What is being asked » Give back all of the data exactly. Leave nothing out.
Segment Start: Data for review
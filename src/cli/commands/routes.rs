//! Routes command - scan a content root once and list what it serves.

use std::path::Path;
use std::sync::Arc;

use anyhow::Context;
use console::style;

use crate::config::Settings;
use crate::convert::{AsciidoctorConverter, Converter};
use crate::routing::{ContentWalker, IncludedFile, PathFilter, Route, RouteTable};

/// Build a route table for `root` the way the server does at startup.
pub fn scan_routes(
    settings: &Settings,
    root: &Path,
    converter: Arc<dyn Converter>,
) -> anyhow::Result<Vec<Route>> {
    let root = root
        .canonicalize()
        .with_context(|| format!("no such directory: {}", root.display()))?;
    anyhow::ensure!(root.is_dir(), "path {} is not a directory", root.display());

    let filter = PathFilter::new(&settings.content.extensions, &settings.content.excluded_dirs);
    let files = ContentWalker::new(filter.clone()).walk(&root, &root);

    let mut table = RouteTable::new(root, filter, converter);
    for file in &files {
        table.insert(file);
    }
    Ok(table.routes().collect())
}

/// Print every route with its file, title and included files.
pub fn run(settings: &Settings, root: &Path) -> anyhow::Result<()> {
    let converter = Arc::new(AsciidoctorConverter::new(&settings.converter));
    let routes = scan_routes(settings, root, converter)?;

    if routes.is_empty() {
        println!("No documents found under {}", root.display());
        return Ok(());
    }

    for route in &routes {
        println!(
            "{}  {}  {}",
            style(&route.route).green().bold(),
            style(route.file()).dim(),
            route.title().unwrap_or("")
        );
        for included in route.info.included_files.iter().flatten() {
            let kind = match included {
                IncludedFile::Include { .. } => "include",
                IncludedFile::Diagram { .. } => "diagram",
            };
            println!("    {} {}", style(format!("{kind}:")).cyan(), included.path());
        }
    }
    println!("\n{} routes", routes.len());
    Ok(())
}
//! Assets served under the reserved `/__ads/` prefix.

const CLIENT_JS: &str = include_str!("../../assets/client.js");
const PREVIEW_CSS: &str = include_str!("../../assets/preview.css");

/// Path of the WebSocket endpoint.
pub const WS_PATH: &str = "/__ads/ws";

/// An embedded asset ready to send.
#[derive(Debug, Clone)]
pub struct Asset {
    pub content_type: &'static str,
    pub body: String,
}

/// The reserved assets, with endpoint paths baked into the client script.
#[derive(Debug, Clone)]
pub struct ReservedAssets {
    client_js: String,
}

impl ReservedAssets {
    pub fn new(health_path: &str) -> Self {
        let client_js = CLIENT_JS
            .replace("__ADS_WS_PATH__", WS_PATH)
            .replace("__ADS_HEALTH_PATH__", health_path);
        Self { client_js }
    }

    /// Look up an asset by its name below the reserved prefix.
    pub fn get(&self, name: &str) -> Option<Asset> {
        match name {
            "client.js" => Some(Asset {
                content_type: "text/javascript; charset=utf-8",
                body: self.client_js.clone(),
            }),
            "preview.css" => Some(Asset {
                content_type: "text/css; charset=utf-8",
                body: PREVIEW_CSS.to_string(),
            }),
            _ => None,
        }
    }
}
//! Route table value types.

use std::path::PathBuf;

use serde::{Deserialize, Serialize};

/// A file pulled into a document.
///
/// `path` is kept exactly as written in the source, relative to the owning
/// document's directory. Attribute references such as `{includedir}` are not
/// expanded.
#[derive(Debug, Clone, PartialEq, Eq, Hash, Serialize, Deserialize)]
#[serde(tag = "kind", rename_all = "snake_case")]
pub enum IncludedFile {
    /// `include::path[]` directive.
    Include { path: String },
    /// Diagram macro (`plantuml::path[]`, `d2::path[]`, ...).
    Diagram { path: String },
}

impl IncludedFile {
    pub fn include(path: impl Into<String>) -> Self {
        IncludedFile::Include { path: path.into() }
    }

    pub fn diagram(path: impl Into<String>) -> Self {
        IncludedFile::Diagram { path: path.into() }
    }

    pub fn path(&self) -> &str {
        match self {
            IncludedFile::Include { path } | IncludedFile::Diagram { path } => path,
        }
    }
}

/// Metadata stored for each route.
#[derive(Debug, Clone, PartialEq, Eq)]
pub struct RouteInfo {
    /// Path relative to the content root, `/`-separated. Doubles as the display name.
    pub file: String,
    /// Absolute path on disk.
    pub abs_path: PathBuf,
    pub title: Option<String>,
    /// `None` when the document pulls nothing in.
    pub included_files: Option<Vec<IncludedFile>>,
}

/// A route together with its metadata, as returned by lookups.
#[derive(Debug, Clone, PartialEq, Eq)]
pub struct Route {
    pub route: String,
    pub info: RouteInfo,
}

impl Route {
    pub fn file(&self) -> &str {
        &self.info.file
    }

    pub fn title(&self) -> Option<&str> {
        self.info.title.as_deref()
    }
}

/// One navigation entry rendered into page shells.
#[derive(Debug, Clone, PartialEq, Eq, Serialize)]
pub struct NavEntry {
    pub route: String,
    pub file: String,
    pub title: Option<String>,
}

impl From<&Route> for NavEntry {
    fn from(route: &Route) -> Self {
        Self {
            route: route.route.clone(),
            file: route.info.file.clone(),
            title: route.info.title.clone(),
        }
    }
}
Segment End: Data for review
Task response »
filename src/cli/commands/routes.rs
//! Routes command - scan a content root once and list what it serves.

use std::path::Path;
use std::sync::Arc;

use anyhow::Context;
use console::style;

use crate::config::Settings;
use crate::convert::{AsciidoctorConverter, Converter};
use crate::routing::{ContentWalker, IncludedFile, PathFilter, Route, RouteTable};

/// Build a route table for `root` the way the server does at startup.
pub fn scan_routes(
    settings: &Settings,
    root: &Path,
    converter: Arc<dyn Converter>,
) -> anyhow::Result<Vec<Route>> {
    let root = root
        .canonicalize()
        .with_context(|| format!("no such directory: {}", root.display()))?;
    anyhow::ensure!(root.is_dir(), "path {} is not a directory", root.display());

    let filter = PathFilter::new(&settings.content.extensions, &settings.content.excluded_dirs);
    let files = ContentWalker::new(filter.clone()).walk(&root, &root);

    let mut table = RouteTable::new(root, filter, converter);
    for file in &files {
        table.insert(file);
    }
    Ok(table.routes().collect())
}

/// Print every route with its file, title and included files.
pub fn run(settings: &Settings, root: &Path) -> anyhow::Result<()> {
    let converter = Arc::new(AsciidoctorConverter::new(&settings.converter));
    let routes = scan_routes(settings, root, converter)?;

    if routes.is_empty() {
        println!("No documents found under {}", root.display());
        return Ok(());
    }

    for route in &routes {
        println!(
            "{}  {}  {}",
            style(&route.route).green().bold(),
            style(route.file()).dim(),
            route.title().unwrap_or("")
        );
        for included in route.info.included_files.iter().flatten() {
            let kind = match included {
                IncludedFile::Include { .. } => "include",
                IncludedFile::Diagram { .. } => "diagram",
            };
            println!("    {} {}", style(format!("{kind}:")).cyan(), included.path());
        }
    }
    println!("\n{} routes", routes.len());
    Ok(())
}
//! Assets served under the reserved `/__ads/` prefix.

const CLIENT_JS: &str = include_str!("../../assets/client.js");
const PREVIEW_CSS: &str = include_str!("../../assets/preview.css");

/// Path of the WebSocket endpoint.
pub const WS_PATH: &str = "/__ads/ws";

/// An embedded asset ready to send.
#[derive(Debug, Clone)]
pub struct Asset {
    pub content_type: &'static str,
    pub body: String,
}

/// The reserved assets, with endpoint paths baked into the client script.
#[derive(Debug, Clone)]
pub struct ReservedAssets {
    client_js: String,
}

impl ReservedAssets {
    pub fn new(health_path: &str) -> Self {
        let client_js = CLIENT_JS
            .replace("__ADS_WS_PATH__", WS_PATH)
            .replace("__ADS_HEALTH_PATH__", health_path);
        Self { client_js }
    }

    /// Look up an asset by its name below the reserved prefix.
    pub fn get(&self, name: &str) -> Option<Asset> {
        match name {
            "client.js" => Some(Asset {
                content_type: "text/javascript; charset=utf-8",
                body: self.client_js.clone(),
            }),
            "preview.css" => Some(Asset {
                content_type: "text/css; charset=utf-8",
                body: PREVIEW_CSS.to_string(),
            }),
            _ => None,
        }
    }
}
//! Route table value types.

use std::path::PathBuf;

use serde::{Deserialize, Serialize};

/// A file pulled into a document.
///
/// `path` is kept exactly as written in the source, relative to the owning
/// document's directory. Attribute references such as `{includedir}` are not
/// expanded.
#[derive(Debug, Clone, PartialEq, Eq, Hash, Serialize, Deserialize)]
#[serde(tag = "kind", rename_all = "snake_case")]
pub enum IncludedFile {
    /// `include::path[]` directive.
    Include { path: String },
    /// Diagram macro (`plantuml::path[]`, `d2::path[]`, ...).
    Diagram { path: String },
}

impl IncludedFile {
    pub fn include(path: impl Into<String>) -> Self {
        IncludedFile::Include { path: path.into() }
    }

    pub fn diagram(path: impl Into<String>) -> Self {
        IncludedFile::Diagram { path: path.into() }
    }

    pub fn path(&self) -> &str {
        match self {
            IncludedFile::Include { path } | IncludedFile::Diagram { path } => path,
        }
    }
}

/// Metadata stored for each route.
#[derive(Debug, Clone, PartialEq, Eq)]
pub struct RouteInfo {
    /// Path relative to the content root, `/`-separated. Doubles as the display name.
    pub file: String,
    /// Absolute path on disk.
    pub abs_path: PathBuf,
    pub title: Option<String>,
    /// `None` when the document pulls nothing in.
    pub included_files: Option<Vec<IncludedFile>>,
}

/// A route together with its metadata, as returned by lookups.
#[derive(Debug, Clone, PartialEq, Eq)]
pub struct Route {
    pub route: String,
    pub info: RouteInfo,
}

impl Route {
    pub fn file(&self) -> &str {
        &self.info.file
    }

    pub fn title(&self) -> Option<&str> {
        self.info.title.as_deref()
    }
}

/// One navigation entry rendered into page shells.
#[derive(Debug, Clone, PartialEq, Eq, Serialize)]
pub struct NavEntry {
    pub route: String,
    pub file: String,
    pub title: Option<String>,
}

impl From<&Route> for NavEntry {
    fn from(route: &Route) -> Self {
        Self {
            route: route.route.clone(),
            file: route.info.file.clone(),
            title: route.info.title.clone(),
        }
    }
}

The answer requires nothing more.